Il legame con Annalisa ("ho aspettato 10 anni prima di proporla in tv") e Damiano dei Maneskin conosciuto tramite Manuel Agnelli: "Grazie a lui ho vinto il mio primo Sanremo e poi l’Eurovision...".

Danila Satragno con Damiano e Victoria De Angelis dei Maneskin

Danila Satragno con Damiano e Victoria De Angelis dei Maneskin

"Con una mamma cantante e un papà pianista di jazz il mio era un destino segnato o quasi", ammette Danila Satragno, insegnante di canto al Conservatorio di Milano, cantante jazz, corista, pianista, ma soprattutto “vocal coach” di mezzo empireo del pop italiano. È lei, infatti, a prendersi cura delle corde vocali di quegli artisti quando malanni, usura, imprevisti, minacciano di metterli alle corde. Un pronto soccorso della voce che ha portato la musicista savonese trapiantata in città a lavorare con Arisa, Jovanotti, Ornella Vanoni a Malika Ayane, Giuliano Sangiorgi, Giusy Ferreri, Mario Biondi, Roby Facchinetti e tanti altri ancora. Danila è stata corista di Fabrizio De André e Mango, Rossana Casale, Bruno Lauzi. Attualmente è in tour con Tedua. "Potrei dire di aver iniziato a fare questo mestiere all’età di 10 anni" scherza, ma non troppo. "Fui ingaggiata, infatti, dallo Zecchino d’Oro per seguire le audizioni dei bambini in giro per il mondo e, in caso di difficoltà, suggerirgli nell’orecchio la parolina giusta. Poi, nel corso dello spettacolo, avevo modo di esibirmi pure io accompagnata una band di giovanissimi come me".
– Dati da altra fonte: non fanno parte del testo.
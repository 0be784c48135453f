// SPDX-License-Identifier: BUSL-1.1
// Copyright (c) 2026 Alfred Jean LLC

//! Suggestion post-processing

use indexmap::IndexSet;
use sy_core::CommandContext;

/// Final pass over raw completion candidates.
///
/// `input` is the text the candidates complete.
pub trait SuggestionProcessor<S>: Send + Sync + 'static {
    fn process(&self, context: &CommandContext<S>, input: &str, suggestions: Vec<String>) -> Vec<String>;
}

/// Keeps candidates that start with the input, dropping duplicates.
#[derive(Debug, Clone, Copy)]
pub struct FilteringSuggestionProcessor {
    ignore_case: bool,
}

impl FilteringSuggestionProcessor {
    pub fn case_sensitive() -> Self {
        Self { ignore_case: false }
    }
}

impl Default for FilteringSuggestionProcessor {
    fn default() -> Self {
        Self { ignore_case: true }
    }
}

impl<S> SuggestionProcessor<S> for FilteringSuggestionProcessor {
    fn process(&self, _context: &CommandContext<S>, input: &str, suggestions: Vec<String>) -> Vec<String> {
        let prefix = if self.ignore_case { input.to_lowercase() } else { input.to_string() };
        let kept: IndexSet<String> = suggestions
            .into_iter()
            .filter(|s| {
                if self.ignore_case {
                    s.to_lowercase().starts_with(&prefix)
                } else {
                    s.starts_with(&prefix)
                }
            })
            .collect();
        kept.into_iter().collect()
    }
}

/// Sorts the output of another processor.
#[derive(Debug, Clone, Default)]
pub struct SortingSuggestionProcessor<P> {
    inner: P,
}

impl<P> SortingSuggestionProcessor<P> {
    pub fn new(inner: P) -> Self {
        Self { inner }
    }
}

impl<S, P: SuggestionProcessor<S>> SuggestionProcessor<S> for SortingSuggestionProcessor<P> {
    fn process(&self, context: &CommandContext<S>, input: &str, suggestions: Vec<String>) -> Vec<String> {
        let mut out = self.inner.process(context, input, suggestions);
        out.sort();
        out
    }
}

#[cfg(test)]
#[path = "suggestion_tests.rs"]
mod tests;
// SPDX-License-Identifier: BUSL-1.1
// Copyright (c) 2026 Alfred Jean LLC

//! Permission algebra evaluated against a command sender.
//!
//! A [`Permission`] is either atomic (a string node looked up on the sender,
//! or a named predicate) or a boolean composition of other permissions.
//! Evaluation walks the expression every time: predicates may depend on
//! sender state and results are never cached.

use std::fmt;
use std::sync::Arc;

/// The entity issuing commands.
///
/// The engine never inspects a sender beyond this permission check and any
/// host-supplied [`SenderType`] restrictions.
pub trait CommandSender: Send + Sync + 'static {
    /// Whether the sender holds the string permission `permission`.
    fn has_permission(&self, permission: &str) -> bool;
}

type PredicateFn<S> = Arc<dyn Fn(&S) -> bool + Send + Sync>;

/// A named predicate over the sender.
pub struct PredicatePermission<S> {
    key: String,
    predicate: PredicateFn<S>,
}

impl<S> PredicatePermission<S> {
    /// Name used when reporting a denial.
    pub fn key(&self) -> &str {
        &self.key
    }

    /// Evaluate the predicate.
    pub fn test(&self, sender: &S) -> bool {
        (self.predicate)(sender)
    }
}

impl<S> Clone for PredicatePermission<S> {
    fn clone(&self) -> Self {
        Self {
            key: self.key.clone(),
            predicate: Arc::clone(&self.predicate),
        }
    }
}

/// A permission requirement.
pub enum Permission<S> {
    /// Always granted.
    Empty,
    /// A string permission checked through [`CommandSender::has_permission`].
    Node(String),
    /// A named predicate over the sender.
    Predicate(PredicatePermission<S>),
    /// Granted when every child is granted; stops at the first denial.
    And(Vec<Permission<S>>),
    /// Granted when any child is granted; stops at the first grant.
    Or(Vec<Permission<S>>),
}

impl<S> Permission<S> {
    /// The always-granted permission.
    pub const fn empty() -> Self {
        Self::Empty
    }

    /// A string permission. An empty string is the empty permission.
    pub fn node(node: impl Into<String>) -> Self {
        let node = node.into();
        if node.is_empty() {
            Self::Empty
        } else {
            Self::Node(node)
        }
    }

    /// A predicate permission reported as `key` when denied.
    pub fn predicate<F>(key: impl Into<String>, predicate: F) -> Self
    where
        F: Fn(&S) -> bool + Send + Sync + 'static,
    {
        Self::Predicate(PredicatePermission {
            key: key.into(),
            predicate: Arc::new(predicate),
        })
    }

    /// Conjunction of `permissions`. No children yields the empty permission.
    pub fn all(permissions: impl IntoIterator<Item = Permission<S>>) -> Self {
        let children: Vec<_> = permissions.into_iter().collect();
        if children.is_empty() {
            Self::Empty
        } else {
            Self::And(children)
        }
    }

    /// Disjunction of `permissions`. No children yields the empty permission.
    pub fn any(permissions: impl IntoIterator<Item = Permission<S>>) -> Self {
        let children: Vec<_> = permissions.into_iter().collect();
        if children.is_empty() {
            Self::Empty
        } else {
            Self::Or(children)
        }
    }

    /// `self` and then `other`.
    pub fn and(self, other: Permission<S>) -> Self {
        Self::And(vec![self, other])
    }

    /// `self` or else `other`.
    pub fn or(self, other: Permission<S>) -> Self {
        Self::Or(vec![self, other])
    }

    /// True for the always-granted permission.
    pub fn is_empty(&self) -> bool {
        matches!(self, Self::Empty)
    }
}

impl<S: CommandSender> Permission<S> {
    /// Evaluate the permission for `sender`.
    pub fn allows(&self, sender: &S) -> bool {
        match self {
            Self::Empty => true,
            Self::Node(node) => sender.has_permission(node),
            Self::Predicate(predicate) => predicate.test(sender),
            Self::And(children) => children.iter().all(|child| child.allows(sender)),
            Self::Or(children) => children.iter().any(|child| child.allows(sender)),
        }
    }

    /// The first permission that denies `sender`, if any.
    ///
    /// For a conjunction this is the first denied child (recursively); a
    /// denied disjunction is reported as a whole since no single child is at
    /// fault.
    pub fn first_denied(&self, sender: &S) -> Option<&Permission<S>> {
        match self {
            Self::Empty => None,
            Self::Node(_) | Self::Predicate(_) | Self::Or(_) => {
                if self.allows(sender) {
                    None
                } else {
                    Some(self)
                }
            }
            Self::And(children) => children.iter().find_map(|child| child.first_denied(sender)),
        }
    }
}

impl<S> Clone for Permission<S> {
    fn clone(&self) -> Self {
        match self {
            Self::Empty => Self::Empty,
            Self::Node(node) => Self::Node(node.clone()),
            Self::Predicate(predicate) => Self::Predicate(predicate.clone()),
            Self::And(children) => Self::And(children.clone()),
            Self::Or(children) => Self::Or(children.clone()),
        }
    }
}

impl<S> Default for Permission<S> {
    fn default() -> Self {
        Self::Empty
    }
}

impl<S> From<&str> for Permission<S> {
    fn from(node: &str) -> Self {
        Self::node(node)
    }
}

impl<S> From<String> for Permission<S> {
    fn from(node: String) -> Self {
        Self::node(node)
    }
}

fn write_joined<S>(
    f: &mut fmt::Formatter<'_>,
    children: &[Permission<S>],
    separator: &str,
) -> fmt::Result {
    f.write_str("(")?;
    for (i, child) in children.iter().enumerate() {
        if i > 0 {
            f.write_str(separator)?;
        }
        write!(f, "{child}")?;
    }
    f.write_str(")")
}

impl<S> fmt::Display for Permission<S> {
    fn fmt(&self, f: &mut fmt::Formatter<'_>) -> fmt::Result {
        match self {
            Self::Empty => Ok(()),
            Self::Node(node) => f.write_str(node),
            Self::Predicate(predicate) => f.write_str(&predicate.key),
            Self::And(children) => write_joined(f, children, " & "),
            Self::Or(children) => write_joined(f, children, " | "),
        }
    }
}

impl<S> fmt::Debug for Permission<S> {
    fn fmt(&self, f: &mut fmt::Formatter<'_>) -> fmt::Result {
        write!(f, "Permission({self})")
    }
}

/// A host-supplied restriction on which senders may reach a command.
pub struct SenderType<S> {
    name: String,
    predicate: PredicateFn<S>,
}

impl<S> SenderType<S> {
    /// A restriction named `name` (used in error messages) backed by `predicate`.
    pub fn new<F>(name: impl Into<String>, predicate: F) -> Self
    where
        F: Fn(&S) -> bool + Send + Sync + 'static,
    {
        Self {
            name: name.into(),
            predicate: Arc::new(predicate),
        }
    }

    /// Name of the required sender type.
    pub fn name(&self) -> &str {
        &self.name
    }

    /// Whether `sender` satisfies the restriction.
    pub fn accepts(&self, sender: &S) -> bool {
        (self.predicate)(sender)
    }
}

impl<S> Clone for SenderType<S> {
    fn clone(&self) -> Self {
        Self {
            name: self.name.clone(),
            predicate: Arc::clone(&self.predicate),
        }
    }
}

impl<S> fmt::Debug for SenderType<S> {
    fn fmt(&self, f: &mut fmt::Formatter<'_>) -> fmt::Result {
        f.debug_tuple("SenderType").field(&self.name).finish()
    }
}

#[cfg(test)]
#[path = "permission_tests.rs"]
mod tests;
Cosa ha trasformato la sua passione in mestiere?

"Ho cominciato a studiare pianoforte all’età di sei anni e, al momento di scegliere che direzione scolastica prendere, tra musica e lingue non ho avuto esitazioni. Venendo da un paese di mille anime, Cairo Montenotte, raggiunta la maggiore età ho preso a girare l’Italia con la mia Panda per cantare nei jazz club di Milano come nei localini di provincia. I guadagni erano quelli che erano, ma bastavano per pagarmi gli studi. Il jazz mi aveva rapito il cuore e la coronazione del sogno fu andare in America per capire come funzionavano lì le cose".

Dove?

"Alla Duke University dove il direttore dei corsi Paul Jeffrey, già sassofonista di Thelonious Monk, mi volle come insegnante. Ad un seminario conobbi Mal Waldron, ex pianista di Billie Holliday, che mi chiese di incidere un disco assieme. Gli risposi di non averne i mezzi, ma lui volle farlo lo stesso. Gratis. Lo registrammo dal vivo ad una cinquantina di chilometri da casa mia, a Borgio Verezzi, e fu quello che mi lanciò. Avevo 27 anni. Penso siano stati certi attestati di stima e amicizia a crescermi dentro quello che Ornella Vanoni chiama il mio ‘spirito missionario’ nell’aiutare gli altri a fare questo mestiere".

Quando s’è stabilita a Milano?

"Nella piccola grande mela italiana sono arrivata attorno ai trent’anni, grazie a De André e Dori Ghezzi che, da veri amici, quando mio padre venne ricoverato qua mi aprirono le porte di casa loro affinché potessi stargli vicino e allo stesso tempo proseguire il tour di ‘Anime salve’".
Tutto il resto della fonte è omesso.